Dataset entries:
========

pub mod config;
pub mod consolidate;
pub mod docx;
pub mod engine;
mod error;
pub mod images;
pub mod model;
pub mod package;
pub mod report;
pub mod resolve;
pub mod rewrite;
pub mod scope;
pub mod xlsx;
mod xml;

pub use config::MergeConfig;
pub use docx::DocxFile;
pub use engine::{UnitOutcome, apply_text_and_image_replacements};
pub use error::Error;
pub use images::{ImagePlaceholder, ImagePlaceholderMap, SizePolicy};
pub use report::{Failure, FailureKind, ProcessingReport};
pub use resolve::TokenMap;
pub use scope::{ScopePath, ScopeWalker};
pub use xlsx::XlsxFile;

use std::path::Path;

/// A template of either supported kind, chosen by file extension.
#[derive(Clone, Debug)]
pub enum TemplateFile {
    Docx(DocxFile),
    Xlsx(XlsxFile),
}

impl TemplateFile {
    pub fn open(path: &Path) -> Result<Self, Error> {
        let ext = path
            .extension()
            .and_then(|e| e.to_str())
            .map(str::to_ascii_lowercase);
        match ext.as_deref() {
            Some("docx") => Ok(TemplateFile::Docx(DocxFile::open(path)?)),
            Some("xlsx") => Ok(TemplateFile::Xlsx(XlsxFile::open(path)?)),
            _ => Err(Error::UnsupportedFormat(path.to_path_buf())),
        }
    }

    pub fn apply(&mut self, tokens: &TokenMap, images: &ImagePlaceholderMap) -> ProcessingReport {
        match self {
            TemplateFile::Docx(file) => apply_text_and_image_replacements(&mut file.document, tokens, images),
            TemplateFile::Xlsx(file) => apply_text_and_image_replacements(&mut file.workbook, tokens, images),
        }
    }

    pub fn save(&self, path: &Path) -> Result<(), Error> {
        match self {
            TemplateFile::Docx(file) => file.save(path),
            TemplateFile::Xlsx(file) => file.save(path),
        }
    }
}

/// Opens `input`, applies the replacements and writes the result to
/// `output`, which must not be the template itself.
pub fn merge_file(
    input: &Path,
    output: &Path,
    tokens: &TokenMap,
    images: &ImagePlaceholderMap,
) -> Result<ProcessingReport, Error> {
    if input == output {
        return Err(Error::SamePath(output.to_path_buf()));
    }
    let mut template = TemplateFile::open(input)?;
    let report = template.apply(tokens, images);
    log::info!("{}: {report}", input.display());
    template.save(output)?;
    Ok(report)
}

========

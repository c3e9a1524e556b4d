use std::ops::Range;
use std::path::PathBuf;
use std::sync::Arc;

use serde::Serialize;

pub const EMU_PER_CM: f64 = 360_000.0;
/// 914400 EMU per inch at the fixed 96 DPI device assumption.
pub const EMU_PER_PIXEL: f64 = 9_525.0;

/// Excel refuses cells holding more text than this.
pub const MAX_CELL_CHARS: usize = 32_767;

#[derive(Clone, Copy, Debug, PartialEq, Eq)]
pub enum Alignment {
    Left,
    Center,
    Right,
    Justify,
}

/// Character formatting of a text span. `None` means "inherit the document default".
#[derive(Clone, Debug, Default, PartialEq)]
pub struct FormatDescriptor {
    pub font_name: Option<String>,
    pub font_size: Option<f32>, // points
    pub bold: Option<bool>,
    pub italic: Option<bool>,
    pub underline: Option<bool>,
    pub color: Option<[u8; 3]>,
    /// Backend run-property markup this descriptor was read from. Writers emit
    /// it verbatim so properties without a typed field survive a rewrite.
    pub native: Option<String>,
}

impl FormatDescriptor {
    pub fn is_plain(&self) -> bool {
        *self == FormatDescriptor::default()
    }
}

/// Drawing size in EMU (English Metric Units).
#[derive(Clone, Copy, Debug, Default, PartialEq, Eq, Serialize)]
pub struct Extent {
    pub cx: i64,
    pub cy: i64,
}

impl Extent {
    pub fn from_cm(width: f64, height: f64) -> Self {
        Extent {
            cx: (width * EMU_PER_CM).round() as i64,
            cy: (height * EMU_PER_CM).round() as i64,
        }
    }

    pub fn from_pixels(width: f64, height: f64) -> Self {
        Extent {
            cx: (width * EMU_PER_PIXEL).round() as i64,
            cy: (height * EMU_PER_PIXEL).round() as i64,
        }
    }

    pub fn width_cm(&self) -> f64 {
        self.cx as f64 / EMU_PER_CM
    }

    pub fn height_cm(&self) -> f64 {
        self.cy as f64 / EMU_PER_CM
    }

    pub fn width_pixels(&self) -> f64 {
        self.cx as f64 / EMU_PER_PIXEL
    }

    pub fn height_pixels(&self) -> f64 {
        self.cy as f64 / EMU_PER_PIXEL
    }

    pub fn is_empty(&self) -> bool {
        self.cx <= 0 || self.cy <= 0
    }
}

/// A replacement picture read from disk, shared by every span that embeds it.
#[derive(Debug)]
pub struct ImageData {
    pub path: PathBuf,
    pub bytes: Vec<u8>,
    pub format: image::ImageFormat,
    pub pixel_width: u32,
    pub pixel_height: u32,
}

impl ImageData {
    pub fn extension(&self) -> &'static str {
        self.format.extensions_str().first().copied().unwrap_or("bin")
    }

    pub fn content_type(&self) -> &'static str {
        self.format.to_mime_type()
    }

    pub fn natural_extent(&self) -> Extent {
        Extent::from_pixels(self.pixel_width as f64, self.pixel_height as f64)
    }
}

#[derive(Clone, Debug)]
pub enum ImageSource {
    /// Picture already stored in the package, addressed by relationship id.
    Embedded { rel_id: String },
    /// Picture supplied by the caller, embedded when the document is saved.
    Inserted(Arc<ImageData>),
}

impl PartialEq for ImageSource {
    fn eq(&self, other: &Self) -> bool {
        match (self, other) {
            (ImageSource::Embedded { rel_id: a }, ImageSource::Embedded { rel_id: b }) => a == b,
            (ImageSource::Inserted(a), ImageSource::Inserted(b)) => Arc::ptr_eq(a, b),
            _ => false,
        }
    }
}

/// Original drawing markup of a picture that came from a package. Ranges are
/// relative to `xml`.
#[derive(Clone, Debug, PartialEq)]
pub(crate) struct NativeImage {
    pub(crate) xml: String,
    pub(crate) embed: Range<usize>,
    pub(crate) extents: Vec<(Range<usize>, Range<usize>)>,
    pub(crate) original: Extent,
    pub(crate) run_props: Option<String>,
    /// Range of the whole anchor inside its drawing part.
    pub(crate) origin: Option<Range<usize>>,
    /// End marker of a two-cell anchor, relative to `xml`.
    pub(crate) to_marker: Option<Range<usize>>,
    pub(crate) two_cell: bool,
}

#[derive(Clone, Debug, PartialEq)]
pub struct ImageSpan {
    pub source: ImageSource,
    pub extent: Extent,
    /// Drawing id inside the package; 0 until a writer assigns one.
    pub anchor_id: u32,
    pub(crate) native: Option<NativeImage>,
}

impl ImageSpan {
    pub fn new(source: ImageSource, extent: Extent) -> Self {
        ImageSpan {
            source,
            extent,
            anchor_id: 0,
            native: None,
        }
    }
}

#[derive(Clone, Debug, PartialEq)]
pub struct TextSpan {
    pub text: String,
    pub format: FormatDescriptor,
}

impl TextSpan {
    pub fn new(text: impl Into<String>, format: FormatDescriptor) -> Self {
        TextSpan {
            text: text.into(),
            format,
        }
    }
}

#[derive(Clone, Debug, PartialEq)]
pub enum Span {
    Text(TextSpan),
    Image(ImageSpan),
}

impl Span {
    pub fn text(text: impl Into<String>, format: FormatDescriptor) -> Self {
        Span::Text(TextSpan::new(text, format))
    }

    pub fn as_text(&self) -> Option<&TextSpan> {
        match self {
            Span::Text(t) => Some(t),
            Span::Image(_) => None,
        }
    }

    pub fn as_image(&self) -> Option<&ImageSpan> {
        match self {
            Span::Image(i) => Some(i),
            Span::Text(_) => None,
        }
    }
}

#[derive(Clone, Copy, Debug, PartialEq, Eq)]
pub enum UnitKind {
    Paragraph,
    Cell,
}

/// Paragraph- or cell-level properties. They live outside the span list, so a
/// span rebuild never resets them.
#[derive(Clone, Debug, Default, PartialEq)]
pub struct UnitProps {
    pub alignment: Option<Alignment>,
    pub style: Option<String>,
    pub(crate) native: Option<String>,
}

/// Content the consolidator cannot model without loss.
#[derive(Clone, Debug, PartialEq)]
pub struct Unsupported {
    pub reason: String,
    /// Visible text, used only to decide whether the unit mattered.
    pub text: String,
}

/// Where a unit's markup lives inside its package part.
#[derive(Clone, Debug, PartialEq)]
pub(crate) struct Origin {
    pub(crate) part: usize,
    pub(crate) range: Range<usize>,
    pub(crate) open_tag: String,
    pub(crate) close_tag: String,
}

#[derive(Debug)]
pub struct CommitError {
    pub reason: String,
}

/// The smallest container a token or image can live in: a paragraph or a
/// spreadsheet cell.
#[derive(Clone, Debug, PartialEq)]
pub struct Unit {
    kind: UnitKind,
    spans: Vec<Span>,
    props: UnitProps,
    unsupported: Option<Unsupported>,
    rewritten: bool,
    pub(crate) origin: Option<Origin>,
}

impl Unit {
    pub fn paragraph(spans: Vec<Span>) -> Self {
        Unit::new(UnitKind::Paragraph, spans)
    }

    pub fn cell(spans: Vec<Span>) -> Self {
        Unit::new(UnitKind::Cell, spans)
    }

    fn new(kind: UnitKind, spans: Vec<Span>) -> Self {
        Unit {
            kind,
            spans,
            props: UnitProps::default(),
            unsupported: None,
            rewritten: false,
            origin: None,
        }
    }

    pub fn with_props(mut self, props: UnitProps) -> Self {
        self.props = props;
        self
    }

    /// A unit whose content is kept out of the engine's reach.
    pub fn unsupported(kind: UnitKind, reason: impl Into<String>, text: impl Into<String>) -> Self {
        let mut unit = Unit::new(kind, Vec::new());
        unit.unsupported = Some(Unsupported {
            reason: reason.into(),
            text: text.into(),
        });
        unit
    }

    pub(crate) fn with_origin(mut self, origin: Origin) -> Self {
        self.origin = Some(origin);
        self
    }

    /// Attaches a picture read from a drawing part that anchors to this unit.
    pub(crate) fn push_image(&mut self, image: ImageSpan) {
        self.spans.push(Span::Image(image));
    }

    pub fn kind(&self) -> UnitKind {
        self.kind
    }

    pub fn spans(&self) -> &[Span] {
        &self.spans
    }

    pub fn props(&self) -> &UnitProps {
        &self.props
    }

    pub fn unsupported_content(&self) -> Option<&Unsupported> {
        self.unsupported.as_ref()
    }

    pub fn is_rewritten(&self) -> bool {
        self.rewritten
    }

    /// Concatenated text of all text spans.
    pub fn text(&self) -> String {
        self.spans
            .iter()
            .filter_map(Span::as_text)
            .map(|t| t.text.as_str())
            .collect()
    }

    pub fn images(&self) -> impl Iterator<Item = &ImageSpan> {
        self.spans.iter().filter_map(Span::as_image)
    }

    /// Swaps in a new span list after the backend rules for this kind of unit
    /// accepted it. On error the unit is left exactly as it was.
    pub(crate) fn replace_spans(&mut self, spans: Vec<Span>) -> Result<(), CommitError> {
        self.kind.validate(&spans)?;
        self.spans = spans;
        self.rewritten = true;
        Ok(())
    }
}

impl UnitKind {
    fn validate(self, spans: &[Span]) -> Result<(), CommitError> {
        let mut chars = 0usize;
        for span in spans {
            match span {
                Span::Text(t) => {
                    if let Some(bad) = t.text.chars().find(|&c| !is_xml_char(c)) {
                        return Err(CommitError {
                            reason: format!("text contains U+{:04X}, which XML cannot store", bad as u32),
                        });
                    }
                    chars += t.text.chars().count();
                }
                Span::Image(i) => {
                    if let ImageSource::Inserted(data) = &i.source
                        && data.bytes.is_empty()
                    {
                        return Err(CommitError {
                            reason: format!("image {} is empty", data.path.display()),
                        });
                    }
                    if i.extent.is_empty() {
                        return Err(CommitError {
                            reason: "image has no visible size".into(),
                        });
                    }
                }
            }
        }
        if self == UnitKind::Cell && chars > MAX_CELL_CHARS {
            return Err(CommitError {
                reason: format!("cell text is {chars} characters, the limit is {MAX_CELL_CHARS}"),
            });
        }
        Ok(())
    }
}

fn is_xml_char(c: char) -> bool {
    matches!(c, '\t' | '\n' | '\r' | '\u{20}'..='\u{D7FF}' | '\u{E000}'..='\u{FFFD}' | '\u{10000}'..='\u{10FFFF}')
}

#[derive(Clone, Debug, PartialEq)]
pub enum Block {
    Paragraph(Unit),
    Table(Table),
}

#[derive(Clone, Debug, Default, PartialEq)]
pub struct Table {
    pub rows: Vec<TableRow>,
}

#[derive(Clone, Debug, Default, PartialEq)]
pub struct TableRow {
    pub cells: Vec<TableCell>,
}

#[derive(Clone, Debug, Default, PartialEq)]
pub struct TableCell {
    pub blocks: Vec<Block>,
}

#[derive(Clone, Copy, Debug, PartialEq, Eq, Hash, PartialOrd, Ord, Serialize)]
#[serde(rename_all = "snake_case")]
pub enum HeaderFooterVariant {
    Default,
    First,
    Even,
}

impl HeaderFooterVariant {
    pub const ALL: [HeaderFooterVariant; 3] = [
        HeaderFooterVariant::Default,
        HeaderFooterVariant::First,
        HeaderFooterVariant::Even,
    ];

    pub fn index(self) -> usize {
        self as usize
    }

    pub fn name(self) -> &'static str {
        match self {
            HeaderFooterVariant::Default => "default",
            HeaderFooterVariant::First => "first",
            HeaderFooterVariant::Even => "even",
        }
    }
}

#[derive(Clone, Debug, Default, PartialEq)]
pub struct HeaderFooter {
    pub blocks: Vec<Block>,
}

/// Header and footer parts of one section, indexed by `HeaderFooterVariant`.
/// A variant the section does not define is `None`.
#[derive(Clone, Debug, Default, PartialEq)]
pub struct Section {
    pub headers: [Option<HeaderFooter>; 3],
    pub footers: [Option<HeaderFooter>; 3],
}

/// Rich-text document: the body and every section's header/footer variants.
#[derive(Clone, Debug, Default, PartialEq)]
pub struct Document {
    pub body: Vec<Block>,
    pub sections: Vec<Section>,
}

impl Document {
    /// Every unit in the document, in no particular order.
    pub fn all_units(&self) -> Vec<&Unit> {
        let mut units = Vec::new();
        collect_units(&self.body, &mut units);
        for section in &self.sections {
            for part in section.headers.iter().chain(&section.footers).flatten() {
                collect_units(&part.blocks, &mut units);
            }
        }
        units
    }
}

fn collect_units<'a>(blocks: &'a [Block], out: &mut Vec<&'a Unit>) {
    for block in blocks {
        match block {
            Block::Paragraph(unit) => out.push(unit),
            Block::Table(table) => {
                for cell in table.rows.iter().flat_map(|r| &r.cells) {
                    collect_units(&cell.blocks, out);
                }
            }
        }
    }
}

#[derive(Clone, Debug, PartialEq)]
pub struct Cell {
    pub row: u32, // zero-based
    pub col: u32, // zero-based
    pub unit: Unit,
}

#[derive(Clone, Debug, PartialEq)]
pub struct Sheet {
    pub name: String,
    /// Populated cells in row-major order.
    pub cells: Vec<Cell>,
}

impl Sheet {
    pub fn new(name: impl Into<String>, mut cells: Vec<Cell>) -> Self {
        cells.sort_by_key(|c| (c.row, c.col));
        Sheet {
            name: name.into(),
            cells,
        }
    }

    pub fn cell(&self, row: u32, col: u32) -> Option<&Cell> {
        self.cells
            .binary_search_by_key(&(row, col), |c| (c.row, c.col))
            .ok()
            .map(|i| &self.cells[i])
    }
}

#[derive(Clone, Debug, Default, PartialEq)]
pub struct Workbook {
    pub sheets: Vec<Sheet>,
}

========

**AIM OF THE EXERCISE:** Count the lines above that contain the word "static". Write only the number.

**OUTPUT:** 3